Only 50% of CFOs are making the shift to a digital business model a high priority in the next three years according to the survey, and only 49% believe they will make a high or very high contribution to it. This suggests that many CFOs do not fully understand the impact digital is likely to have on their business, nor their responsibility in leading and enabling this transformation. CFOs have an important role to play in this area, including leveraging digital to cut costs, and managing the legal, tax and regulatory risks that digital creates.

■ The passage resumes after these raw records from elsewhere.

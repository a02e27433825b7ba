//! Dispatch loop and the sleep/wakeup rendezvous
//!
//! A process gives up its CPU only through `sched`, holding its own lock
//! and nothing else. The scheduler that switched to it releases that lock
//! on its behalf, and the next scheduler to pick it up reacquires it before
//! switching back in.

use nos_api::{Error, Pid, Platform, Result};

use crate::process::{Proc, ProcState, ProcTable, WaitChannel};
use crate::sync::SpinLock;

impl<P: Platform> ProcTable<P> {
    /// Per-CPU scheduler loop. Each CPU calls this after setting itself up
    /// and never returns.
    ///
    /// - take the next process from this CPU's ready queue
    /// - switch to it
    /// - eventually it switches back here via `sched`
    pub fn scheduler(&self) -> ! {
        let m = &self.machine;
        let platform = self.platform();
        m.push_off();
        let cpu = m.cpu_id();
        m.set_current(None);
        m.pop_off();
        log::info!("sched: cpu {} online", cpu);

        loop {
            // Let devices interrupt while the queue is empty.
            platform.intr_on();

            let Some(p) = self.queues.dequeue(m, &self.pool, cpu) else {
                platform.wait_for_interrupt();
                continue;
            };

            p.lock.acquire(m);
            if p.state() == ProcState::Runnable {
                // Switch to the chosen process. It is the process's job to
                // release its lock and then reacquire it before jumping
                // back to us.
                p.set_state(ProcState::Running);
                m.set_current(Some(p.slot()));
                unsafe { platform.switch_context(m.scheduler_context(), p.context_ptr()) };

                // Process is done running for now.
                m.set_current(None);
            }
            p.lock.release(m);
        }
    }

    /// Switch to this CPU's scheduler.
    ///
    /// Must hold only `p.lock` and have already changed `p`'s state.
    /// Saves and restores `intena` because it is a property of this kernel
    /// thread, not this CPU.
    pub(crate) fn sched(&self, p: &Proc<P>) {
        let m = &self.machine;
        let platform = self.platform();
        if !p.lock.holding(m) {
            panic!("sched p->lock");
        }
        if m.noff() != 1 {
            panic!("sched locks");
        }
        if p.state() == ProcState::Running {
            panic!("sched running");
        }
        if platform.intr_get() {
            panic!("sched interruptible");
        }

        let intena = m.intena();
        unsafe { platform.switch_context(p.context_ptr(), m.scheduler_context()) };
        // Possibly resumed on another CPU.
        m.set_intena(intena);
    }

    /// Give up the CPU for one scheduling round
    pub fn yield_cpu(&self) {
        let m = &self.machine;
        let Some(p) = self.myproc() else {
            return;
        };
        p.lock.acquire(m);
        p.set_state(ProcState::Runnable);
        self.queues.enqueue(m, &self.pool, p);
        self.sched(p);
        p.lock.release(m);
    }

    /// Atomically release `lk` and sleep on `chan`. Reacquires `lk` when
    /// awakened.
    pub fn sleep(&self, chan: WaitChannel, lk: &SpinLock) {
        let m = &self.machine;
        let Some(p) = self.myproc() else {
            panic!("sleep: no process");
        };

        // Once we hold p.lock we are guaranteed not to miss a wakeup, since
        // wakeup locks p.lock, so it is okay to release lk.
        p.lock.acquire(m);
        lk.release(m);

        p.set_chan(Some(chan));
        p.set_state(ProcState::Sleeping);

        self.sched(p);

        p.set_chan(None);

        p.lock.release(m);
        lk.acquire(m);
    }

    /// Wake every process sleeping on `chan`.
    /// Must be called without any process lock held.
    pub fn wakeup(&self, chan: WaitChannel) {
        let m = &self.machine;
        let me = self.myproc().map(|p| p.slot());
        let mut woken = 0usize;
        for p in self.pool.iter(m) {
            if Some(p.slot()) == me {
                continue;
            }
            p.lock.acquire(m);
            if p.state() == ProcState::Sleeping && p.chan() == Some(chan) {
                p.set_state(ProcState::Runnable);
                self.queues.enqueue(m, &self.pool, p);
                woken += 1;
            }
            p.lock.release(m);
        }
        if woken > 0 {
            log::trace!("sched: woke {} on {:?}", woken, chan);
        }
    }

    /// Kill the process with the given pid.
    ///
    /// The victim won't exit until it tries to return to user space; a
    /// sleeping victim is made runnable so it gets there.
    pub fn kill(&self, pid: Pid) -> Result<()> {
        let m = &self.machine;
        self.with_locked(pid, |p| {
            p.set_killed();
            if p.state() == ProcState::Sleeping {
                p.set_state(ProcState::Runnable);
                self.queues.enqueue(m, &self.pool, p);
            }
        })
        .ok_or(Error::NotFound)?;
        log::debug!("proc: pid {} killed", pid);
        Ok(())
    }
}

"The digital transformation is arguably one of the biggest challenges and opportunities facing firms today. Still, only half of CFOs to be embracing it. It has the power to transform some organizations from market leaders to irrelevance in a frighteningly short timeframe. CFOs who don’t embrace this shift will be caught playing catch-up as their competition takes advantage of the digital culture to gain traction in the industry", adds Bogdan Ion.Critical partnerships don’t stop at digital
Operational redesign and performance measurement are identified as two other critical areas for CFO and CEO collaboration. A large majority of CFOs (85%) who make operating model redesign a very high priority report closer collaboration with the CEO. Performance measurement of the organization is one of the key areas where CFOs feel they need to make a larger contribution, according to the survey.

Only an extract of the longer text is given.